● **Your assignment**: Within the material below, how many lines include "markdown"? Answer with the count only.
------------------------------
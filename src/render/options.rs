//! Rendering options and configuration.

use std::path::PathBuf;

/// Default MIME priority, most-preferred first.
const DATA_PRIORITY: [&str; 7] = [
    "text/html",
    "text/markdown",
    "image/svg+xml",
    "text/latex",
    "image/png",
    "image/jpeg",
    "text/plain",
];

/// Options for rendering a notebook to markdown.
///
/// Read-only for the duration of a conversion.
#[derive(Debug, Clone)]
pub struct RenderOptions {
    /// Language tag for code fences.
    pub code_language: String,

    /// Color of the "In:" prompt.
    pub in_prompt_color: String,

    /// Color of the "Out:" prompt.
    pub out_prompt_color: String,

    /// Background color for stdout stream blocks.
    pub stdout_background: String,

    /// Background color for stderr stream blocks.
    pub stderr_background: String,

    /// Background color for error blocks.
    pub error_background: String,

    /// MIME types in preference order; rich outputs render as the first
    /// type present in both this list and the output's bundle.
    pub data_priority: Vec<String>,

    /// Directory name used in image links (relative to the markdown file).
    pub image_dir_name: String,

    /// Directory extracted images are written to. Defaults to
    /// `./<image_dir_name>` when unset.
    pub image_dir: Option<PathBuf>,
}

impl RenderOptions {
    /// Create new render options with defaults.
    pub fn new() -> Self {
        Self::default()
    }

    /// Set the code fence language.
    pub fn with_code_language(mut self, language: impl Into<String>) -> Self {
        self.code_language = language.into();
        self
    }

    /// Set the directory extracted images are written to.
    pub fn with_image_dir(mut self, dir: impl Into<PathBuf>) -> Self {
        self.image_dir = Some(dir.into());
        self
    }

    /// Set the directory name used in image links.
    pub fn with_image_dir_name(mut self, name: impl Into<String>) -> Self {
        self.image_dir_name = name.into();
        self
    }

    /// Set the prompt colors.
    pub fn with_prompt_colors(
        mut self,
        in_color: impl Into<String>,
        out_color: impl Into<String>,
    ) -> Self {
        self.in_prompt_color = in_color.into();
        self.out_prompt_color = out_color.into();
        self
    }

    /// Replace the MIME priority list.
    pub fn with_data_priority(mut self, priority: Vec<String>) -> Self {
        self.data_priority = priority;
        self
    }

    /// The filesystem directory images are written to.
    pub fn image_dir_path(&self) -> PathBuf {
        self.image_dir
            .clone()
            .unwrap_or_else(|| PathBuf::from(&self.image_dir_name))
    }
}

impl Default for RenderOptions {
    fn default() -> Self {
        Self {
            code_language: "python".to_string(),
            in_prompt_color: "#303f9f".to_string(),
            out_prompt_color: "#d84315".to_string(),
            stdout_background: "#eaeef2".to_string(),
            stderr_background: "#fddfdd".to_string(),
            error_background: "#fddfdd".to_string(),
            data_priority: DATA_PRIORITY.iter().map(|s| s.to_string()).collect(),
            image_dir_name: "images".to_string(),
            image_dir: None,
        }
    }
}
------------------------------
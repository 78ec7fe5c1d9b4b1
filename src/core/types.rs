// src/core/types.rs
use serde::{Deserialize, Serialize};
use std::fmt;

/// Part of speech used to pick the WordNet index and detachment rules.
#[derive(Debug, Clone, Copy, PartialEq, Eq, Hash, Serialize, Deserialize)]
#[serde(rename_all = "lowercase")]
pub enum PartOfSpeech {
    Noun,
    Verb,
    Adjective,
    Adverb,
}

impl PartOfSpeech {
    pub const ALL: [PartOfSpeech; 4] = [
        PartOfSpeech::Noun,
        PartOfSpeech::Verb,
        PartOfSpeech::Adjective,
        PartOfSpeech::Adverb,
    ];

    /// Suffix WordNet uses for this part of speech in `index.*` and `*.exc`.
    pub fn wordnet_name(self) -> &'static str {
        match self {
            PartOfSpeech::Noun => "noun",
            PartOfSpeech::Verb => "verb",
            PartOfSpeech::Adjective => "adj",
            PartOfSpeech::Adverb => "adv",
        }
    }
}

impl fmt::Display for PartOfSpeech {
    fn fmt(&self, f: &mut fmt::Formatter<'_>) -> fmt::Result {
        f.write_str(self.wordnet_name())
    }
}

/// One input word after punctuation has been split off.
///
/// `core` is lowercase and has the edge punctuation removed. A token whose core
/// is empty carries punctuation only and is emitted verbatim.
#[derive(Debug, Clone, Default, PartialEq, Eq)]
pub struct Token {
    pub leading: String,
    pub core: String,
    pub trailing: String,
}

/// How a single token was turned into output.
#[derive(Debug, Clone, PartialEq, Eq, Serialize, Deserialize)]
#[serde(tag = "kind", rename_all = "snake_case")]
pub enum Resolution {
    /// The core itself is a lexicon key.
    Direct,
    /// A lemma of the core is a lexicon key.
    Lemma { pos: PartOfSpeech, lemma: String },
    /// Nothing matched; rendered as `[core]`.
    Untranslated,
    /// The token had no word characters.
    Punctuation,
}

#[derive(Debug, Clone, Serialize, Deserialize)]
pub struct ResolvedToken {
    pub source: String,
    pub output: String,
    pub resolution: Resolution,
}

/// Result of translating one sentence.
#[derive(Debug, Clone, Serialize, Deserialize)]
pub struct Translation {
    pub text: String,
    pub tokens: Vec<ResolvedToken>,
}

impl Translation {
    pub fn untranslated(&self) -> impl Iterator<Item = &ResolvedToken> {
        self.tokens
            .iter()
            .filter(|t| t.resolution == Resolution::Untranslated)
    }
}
------------------------------
● **The answer**: 3